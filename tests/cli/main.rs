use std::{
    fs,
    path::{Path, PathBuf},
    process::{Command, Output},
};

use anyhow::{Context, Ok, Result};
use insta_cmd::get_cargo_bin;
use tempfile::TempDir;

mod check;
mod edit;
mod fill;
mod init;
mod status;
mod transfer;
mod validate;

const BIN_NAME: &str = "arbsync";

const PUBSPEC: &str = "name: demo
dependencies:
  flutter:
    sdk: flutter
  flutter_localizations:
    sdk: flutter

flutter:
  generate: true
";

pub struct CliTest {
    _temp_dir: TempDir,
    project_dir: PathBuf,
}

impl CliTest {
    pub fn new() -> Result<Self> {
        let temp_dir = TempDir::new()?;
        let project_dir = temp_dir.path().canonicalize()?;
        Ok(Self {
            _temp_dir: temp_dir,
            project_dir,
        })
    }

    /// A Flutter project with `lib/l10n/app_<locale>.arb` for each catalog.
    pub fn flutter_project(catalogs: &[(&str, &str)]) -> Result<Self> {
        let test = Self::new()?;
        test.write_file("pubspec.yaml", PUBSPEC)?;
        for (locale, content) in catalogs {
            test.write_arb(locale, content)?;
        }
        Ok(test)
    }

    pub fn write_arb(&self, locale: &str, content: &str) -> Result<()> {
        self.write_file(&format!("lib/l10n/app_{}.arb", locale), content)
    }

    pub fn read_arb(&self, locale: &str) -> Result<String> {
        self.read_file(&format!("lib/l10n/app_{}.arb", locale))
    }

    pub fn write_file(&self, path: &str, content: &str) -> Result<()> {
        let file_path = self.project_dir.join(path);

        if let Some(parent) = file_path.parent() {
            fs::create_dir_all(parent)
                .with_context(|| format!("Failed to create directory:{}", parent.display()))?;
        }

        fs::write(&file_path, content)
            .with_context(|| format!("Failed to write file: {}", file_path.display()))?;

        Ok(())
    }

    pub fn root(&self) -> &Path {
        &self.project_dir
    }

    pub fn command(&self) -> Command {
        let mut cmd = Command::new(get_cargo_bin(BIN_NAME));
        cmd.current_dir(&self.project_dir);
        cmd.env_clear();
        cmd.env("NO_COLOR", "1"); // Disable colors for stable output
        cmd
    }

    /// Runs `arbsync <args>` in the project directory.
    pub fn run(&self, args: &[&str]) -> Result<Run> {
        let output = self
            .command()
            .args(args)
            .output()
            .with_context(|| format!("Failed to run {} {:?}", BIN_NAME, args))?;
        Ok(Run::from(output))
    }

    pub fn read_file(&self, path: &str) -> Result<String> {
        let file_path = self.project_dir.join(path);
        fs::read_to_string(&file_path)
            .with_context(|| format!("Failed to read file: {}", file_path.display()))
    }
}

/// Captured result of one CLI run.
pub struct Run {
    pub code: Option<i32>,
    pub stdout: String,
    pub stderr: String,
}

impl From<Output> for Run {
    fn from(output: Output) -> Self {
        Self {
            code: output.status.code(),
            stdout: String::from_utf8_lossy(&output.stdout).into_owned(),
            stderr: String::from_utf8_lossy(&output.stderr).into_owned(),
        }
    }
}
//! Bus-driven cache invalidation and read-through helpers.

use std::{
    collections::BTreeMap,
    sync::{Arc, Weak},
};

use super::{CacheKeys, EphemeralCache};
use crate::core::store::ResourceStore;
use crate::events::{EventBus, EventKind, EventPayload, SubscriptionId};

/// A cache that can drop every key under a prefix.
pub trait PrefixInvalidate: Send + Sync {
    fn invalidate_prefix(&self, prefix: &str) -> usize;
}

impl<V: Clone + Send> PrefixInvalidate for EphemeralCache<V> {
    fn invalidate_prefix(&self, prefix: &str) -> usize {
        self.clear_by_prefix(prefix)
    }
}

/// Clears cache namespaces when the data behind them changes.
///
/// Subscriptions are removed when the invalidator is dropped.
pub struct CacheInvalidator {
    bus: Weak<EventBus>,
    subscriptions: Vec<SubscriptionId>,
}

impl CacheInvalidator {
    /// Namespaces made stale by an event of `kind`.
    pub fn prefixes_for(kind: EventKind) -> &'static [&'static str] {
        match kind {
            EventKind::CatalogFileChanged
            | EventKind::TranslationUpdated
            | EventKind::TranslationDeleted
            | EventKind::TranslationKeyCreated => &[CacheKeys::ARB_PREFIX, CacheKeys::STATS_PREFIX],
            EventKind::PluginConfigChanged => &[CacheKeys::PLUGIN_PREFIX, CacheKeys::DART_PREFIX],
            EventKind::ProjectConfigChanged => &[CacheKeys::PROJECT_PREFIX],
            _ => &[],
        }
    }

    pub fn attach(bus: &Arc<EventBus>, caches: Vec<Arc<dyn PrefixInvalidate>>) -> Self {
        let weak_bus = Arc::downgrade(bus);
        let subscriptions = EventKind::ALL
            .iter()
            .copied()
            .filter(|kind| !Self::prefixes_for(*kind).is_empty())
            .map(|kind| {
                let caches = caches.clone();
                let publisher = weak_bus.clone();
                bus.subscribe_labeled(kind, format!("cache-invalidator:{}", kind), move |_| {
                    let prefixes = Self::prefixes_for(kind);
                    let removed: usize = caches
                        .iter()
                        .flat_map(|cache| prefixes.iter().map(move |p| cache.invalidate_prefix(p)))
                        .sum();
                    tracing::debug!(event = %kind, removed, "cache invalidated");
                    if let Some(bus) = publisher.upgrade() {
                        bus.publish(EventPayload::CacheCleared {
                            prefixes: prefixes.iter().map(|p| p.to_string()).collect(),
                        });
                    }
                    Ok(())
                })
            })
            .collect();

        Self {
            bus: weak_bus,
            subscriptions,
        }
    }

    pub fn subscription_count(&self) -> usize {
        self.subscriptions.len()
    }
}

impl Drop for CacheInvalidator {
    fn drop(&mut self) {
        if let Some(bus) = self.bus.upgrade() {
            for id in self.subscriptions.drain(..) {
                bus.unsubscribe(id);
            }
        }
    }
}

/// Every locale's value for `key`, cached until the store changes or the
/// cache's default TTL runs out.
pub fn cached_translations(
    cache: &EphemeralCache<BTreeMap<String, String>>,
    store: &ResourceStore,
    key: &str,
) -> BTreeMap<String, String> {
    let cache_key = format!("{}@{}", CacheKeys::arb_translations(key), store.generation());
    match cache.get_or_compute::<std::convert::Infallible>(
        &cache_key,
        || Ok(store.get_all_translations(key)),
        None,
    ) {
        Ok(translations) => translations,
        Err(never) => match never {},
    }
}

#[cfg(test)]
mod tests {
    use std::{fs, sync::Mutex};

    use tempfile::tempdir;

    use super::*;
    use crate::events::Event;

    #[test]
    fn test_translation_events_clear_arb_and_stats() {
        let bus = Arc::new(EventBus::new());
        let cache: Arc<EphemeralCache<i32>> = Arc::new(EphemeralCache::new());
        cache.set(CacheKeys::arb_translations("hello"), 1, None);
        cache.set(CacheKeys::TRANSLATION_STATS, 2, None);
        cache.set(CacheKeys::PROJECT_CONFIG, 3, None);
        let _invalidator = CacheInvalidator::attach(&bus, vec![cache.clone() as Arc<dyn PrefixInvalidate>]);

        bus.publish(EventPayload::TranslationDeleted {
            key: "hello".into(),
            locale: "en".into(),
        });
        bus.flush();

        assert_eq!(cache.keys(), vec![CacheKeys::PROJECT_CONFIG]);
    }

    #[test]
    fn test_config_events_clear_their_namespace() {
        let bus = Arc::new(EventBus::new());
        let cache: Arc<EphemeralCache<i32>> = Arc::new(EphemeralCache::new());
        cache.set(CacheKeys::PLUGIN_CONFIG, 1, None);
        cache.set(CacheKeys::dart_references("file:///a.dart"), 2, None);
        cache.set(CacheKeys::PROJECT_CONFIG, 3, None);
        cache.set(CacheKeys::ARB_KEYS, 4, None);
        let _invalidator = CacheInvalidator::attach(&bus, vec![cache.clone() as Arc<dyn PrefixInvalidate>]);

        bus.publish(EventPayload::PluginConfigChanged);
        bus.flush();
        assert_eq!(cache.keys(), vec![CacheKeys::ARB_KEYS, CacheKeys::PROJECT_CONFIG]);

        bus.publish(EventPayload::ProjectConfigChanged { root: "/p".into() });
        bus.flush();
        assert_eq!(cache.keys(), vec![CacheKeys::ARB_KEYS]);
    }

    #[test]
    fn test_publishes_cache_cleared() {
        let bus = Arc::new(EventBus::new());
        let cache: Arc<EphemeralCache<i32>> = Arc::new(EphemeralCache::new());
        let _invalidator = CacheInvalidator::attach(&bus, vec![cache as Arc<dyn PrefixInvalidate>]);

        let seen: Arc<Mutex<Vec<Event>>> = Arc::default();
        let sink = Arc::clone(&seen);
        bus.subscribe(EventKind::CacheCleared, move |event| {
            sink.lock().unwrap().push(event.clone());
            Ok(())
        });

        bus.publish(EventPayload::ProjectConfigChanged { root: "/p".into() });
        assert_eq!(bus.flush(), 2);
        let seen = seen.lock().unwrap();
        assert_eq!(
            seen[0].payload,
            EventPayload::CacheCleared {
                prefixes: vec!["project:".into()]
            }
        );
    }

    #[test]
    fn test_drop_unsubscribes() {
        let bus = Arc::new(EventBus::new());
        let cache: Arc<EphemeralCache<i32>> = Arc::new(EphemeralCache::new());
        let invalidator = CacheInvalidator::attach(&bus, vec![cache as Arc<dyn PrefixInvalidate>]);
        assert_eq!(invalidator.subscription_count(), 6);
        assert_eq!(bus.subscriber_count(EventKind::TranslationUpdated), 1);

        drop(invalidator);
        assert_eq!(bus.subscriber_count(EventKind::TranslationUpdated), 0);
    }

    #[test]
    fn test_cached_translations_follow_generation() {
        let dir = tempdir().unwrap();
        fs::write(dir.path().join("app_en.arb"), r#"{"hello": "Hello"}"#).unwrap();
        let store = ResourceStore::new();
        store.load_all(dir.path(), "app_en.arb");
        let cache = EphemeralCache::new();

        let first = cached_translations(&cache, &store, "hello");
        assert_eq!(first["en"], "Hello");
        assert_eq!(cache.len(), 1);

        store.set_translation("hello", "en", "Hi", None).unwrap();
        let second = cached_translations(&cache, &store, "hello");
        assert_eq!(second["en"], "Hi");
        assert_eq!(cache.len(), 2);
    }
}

□ □ □

# Work request:
How many of the lines in the material hold the word "usize"? Give that number alone.

# Written answer:
4